ELCH - Studies in English Literary and Cultural History - Vol. 44

ELK - Studien zur Englischen Literatur- und Kulturwissenschaft - Band 44


Tobias Frank

Identitätsbildung in ausgewählten Romanen der
Black British Literature 


Genre, Gender und Ethnizität

Im Mittelpunkt der vorliegenden Untersuchung stehen sechs zwischen 1987 und 2000 entstandene Romane der black British literature. Diese Texte, die sich mehrheitlich der klassischen literarischen Formen des Bildungsromans und des pikaresken Romans bedienen, werden auf Möglichkeiten des Gelingens und Scheiterns weiblicher ethnischer Identitätsentwicklungen im postkolonialen England untersucht.

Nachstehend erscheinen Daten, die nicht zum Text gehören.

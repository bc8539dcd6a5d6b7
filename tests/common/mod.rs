// tests/common/mod.rs
//
// In-memory stand-in for the NEIS hub, plus router builders.

#![allow(dead_code)]

use std::collections::{HashMap, HashSet};
use std::sync::atomic::{AtomicUsize, Ordering};
use std::sync::{Arc, Mutex};
use std::time::Duration;

use async_trait::async_trait;
use axum::Router;
use serde_json::{json, Value};

use school_meal_proxy::aggregate::{AggregationSettings, DistrictAverager, DistrictCache};
use school_meal_proxy::api::{self, AppState, PageSizes};
use school_meal_proxy::cache::Clock;
use school_meal_proxy::upstream::{MealApi, Params, MEAL_SERVICE, SCHOOL_INFO};
use school_meal_proxy::UpstreamError;

pub const BODY_LIMIT: usize = 1024 * 1024;
pub const FULL_NTR: &str = "탄수화물(g) : 100.0<br/>단백질(g) : 30.0<br/>지방(g) : 20.0<br/>나트륨(mg) : 900.1";

#[derive(Default)]
pub struct StubHub {
    /// office code -> schools, in listing order
    pub districts: HashMap<String, Vec<Value>>,
    /// school code -> meal rows (any date)
    pub meals: HashMap<String, Vec<Value>>,
    /// school codes whose meal lookups fail with a transport-like error
    pub failing_schools: HashSet<String>,
    /// every meal lookup fails
    pub meal_outage: bool,
    /// school-list page numbers that fail
    pub failing_pages: HashSet<usize>,
    /// school-list responses come back malformed
    pub malformed_listing: bool,
    pub calls: AtomicUsize,
    pub seen: Mutex<Vec<(String, Params)>>,
}

pub fn school(office: &str, code: &str, name: &str) -> Value {
    json!({
        "ATPT_OFCDC_SC_CODE": office,
        "SD_SCHUL_CODE": code,
        "SCHUL_NM": name,
        "ORG_RDNMA": "서울특별시 어딘가로 1"
    })
}

pub fn meal(date: &str, slot: &str, ntr: &str) -> Value {
    json!({
        "MLSV_YMD": date,
        "MMEAL_SC_NM": slot,
        "DDISH_NM": "현미밥<br/>쇠고기미역국(5.6.13.16.)<br/>배추김치(9.13.)",
        "CAL_INFO": "650.0 Kcal",
        "NTR_INFO": ntr
    })
}

pub fn envelope(resource: &str, rows: Vec<Value>) -> Value {
    let section = json!([
        { "head": [ { "list_total_count": rows.len() }, { "RESULT": { "CODE": "INFO-000" } } ] },
        { "row": rows }
    ]);
    let mut body = serde_json::Map::new();
    body.insert(resource.to_string(), section);
    Value::Object(body)
}

pub fn no_data() -> Value {
    json!({ "RESULT": { "CODE": "INFO-200", "MESSAGE": "해당하는 데이터가 없습니다." } })
}

fn param<'a>(params: &'a Params, key: &str) -> Option<&'a str> {
    params
        .iter()
        .find(|(k, _)| *k == key)
        .map(|(_, v)| v.as_str())
}

impl StubHub {
    pub fn with_district(mut self, office: &str, n: usize) -> Self {
        let schools = (0..n)
            .map(|i| school(office, &format!("{office}-{i:04}"), &format!("학교{i}")))
            .collect();
        self.districts.insert(office.to_string(), schools);
        self
    }

    pub fn with_meals_everywhere(mut self, office: &str, date: &str, ntr: &str) -> Self {
        let codes: Vec<String> = self
            .districts
            .get(office)
            .map(|v| {
                v.iter()
                    .map(|s| s["SD_SCHUL_CODE"].as_str().unwrap_or_default().to_string())
                    .collect()
            })
            .unwrap_or_default();
        for code in codes {
            self.meals.insert(code, vec![meal(date, "중식", ntr)]);
        }
        self
    }

    pub fn call_count(&self) -> usize {
        self.calls.load(Ordering::SeqCst)
    }

    pub fn calls_to(&self, resource: &str) -> usize {
        self.seen
            .lock()
            .unwrap()
            .iter()
            .filter(|(r, _)| r == resource)
            .count()
    }

    fn school_info(&self, params: &Params) -> Result<Value, UpstreamError> {
        if self.malformed_listing {
            return Ok(json!({ "schoolInfo": "oops" }));
        }
        if let Some(name) = param(params, "SCHUL_NM") {
            let found: Vec<Value> = self
                .districts
                .values()
                .flatten()
                .filter(|s| s["SCHUL_NM"].as_str().unwrap_or_default().contains(name))
                .cloned()
                .collect();
            return Ok(if found.is_empty() {
                no_data()
            } else {
                envelope(SCHOOL_INFO, found)
            });
        }

        let page: usize = param(params, "pIndex").and_then(|p| p.parse().ok()).unwrap_or(1);
        let size: usize = param(params, "pSize").and_then(|p| p.parse().ok()).unwrap_or(100);
        if self.failing_pages.contains(&page) {
            return Err(UpstreamError::Status {
                status: 503,
                body: None,
            });
        }
        let office = param(params, "ATPT_OFCDC_SC_CODE").unwrap_or_default();
        let all = self.districts.get(office).cloned().unwrap_or_default();
        let chunk: Vec<Value> = all.into_iter().skip((page - 1) * size).take(size).collect();
        Ok(if chunk.is_empty() {
            no_data()
        } else {
            envelope(SCHOOL_INFO, chunk)
        })
    }

    fn meal_service(&self, params: &Params) -> Result<Value, UpstreamError> {
        let code = param(params, "SD_SCHUL_CODE").unwrap_or_default();
        if self.meal_outage || self.failing_schools.contains(code) {
            return Err(UpstreamError::Status {
                status: 500,
                body: Some(json!({ "RESULT": { "CODE": "ERROR-500", "MESSAGE": "서버 오류" } })),
            });
        }
        let rows: Vec<Value> = self
            .meals
            .get(code)
            .cloned()
            .unwrap_or_default()
            .into_iter()
            .filter(|m| {
                let d = m["MLSV_YMD"].as_str().unwrap_or_default();
                match (
                    param(params, "MLSV_YMD"),
                    param(params, "MLSV_FROM_YMD"),
                    param(params, "MLSV_TO_YMD"),
                ) {
                    (Some(day), _, _) => d == day,
                    (None, Some(from), Some(to)) => d >= from && d <= to,
                    _ => true,
                }
            })
            .collect();
        Ok(if rows.is_empty() {
            no_data()
        } else {
            envelope(MEAL_SERVICE, rows)
        })
    }
}

#[async_trait]
impl MealApi for StubHub {
    async fn fetch(&self, resource: &str, params: &Params) -> Result<Value, UpstreamError> {
        self.calls.fetch_add(1, Ordering::SeqCst);
        self.seen
            .lock()
            .unwrap()
            .push((resource.to_string(), params.clone()));
        match resource {
            SCHOOL_INFO => self.school_info(params),
            MEAL_SERVICE => self.meal_service(params),
            other => Ok(json!({ "unknown": other })),
        }
    }
}

pub const WEEK: Duration = Duration::from_secs(7 * 24 * 3600);

pub fn averager(hub: Arc<StubHub>, clock: Arc<dyn Clock>) -> Arc<DistrictAverager> {
    let cache = Arc::new(DistrictCache::with_clock(WEEK, clock));
    Arc::new(DistrictAverager::new(
        hub,
        cache,
        AggregationSettings::default(),
    ))
}

pub fn state(hub: Arc<StubHub>, clock: Arc<dyn Clock>) -> AppState {
    let avg = averager(hub.clone(), clock);
    AppState::new(hub, avg, PageSizes::default())
}

pub fn test_router(hub: Arc<StubHub>, clock: Arc<dyn Clock>) -> Router {
    api::router(state(hub, clock))
}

Nach einem Überblick über die Geschichten der beiden Genres und der Bestimmung ihrer traditionellen Merkmale werden zunächst wichtige postkoloniale Konzepte sowie kulturwissenschaftliche Modelle und repräsentative Vertreter der Identitätsforschung diskutiert. Vor diesem Hintergrund zeigen die folgenden textnahen Einzelinterpretationen, inwiefern die untersuchten Erzähltexte zentrale Elemente klassischer Bildungsromane bzw. pikaresker Romane aufweisen und diese mit den Bedingungen einer postkolonialen Umgebung verbinden. In diesem Zusammenhang wird nachgewiesen, dass die Texte dabei von gängigen Grundkategorien postkolonialer und feministischer Theoriebildung abweichen. So wird schließlich deutlich, dass der Wunsch nach biographischer Kohärenz sowie nach kultureller Zugehörigkeit und Integration für die Protagonistinnen von großer Bedeutung ist.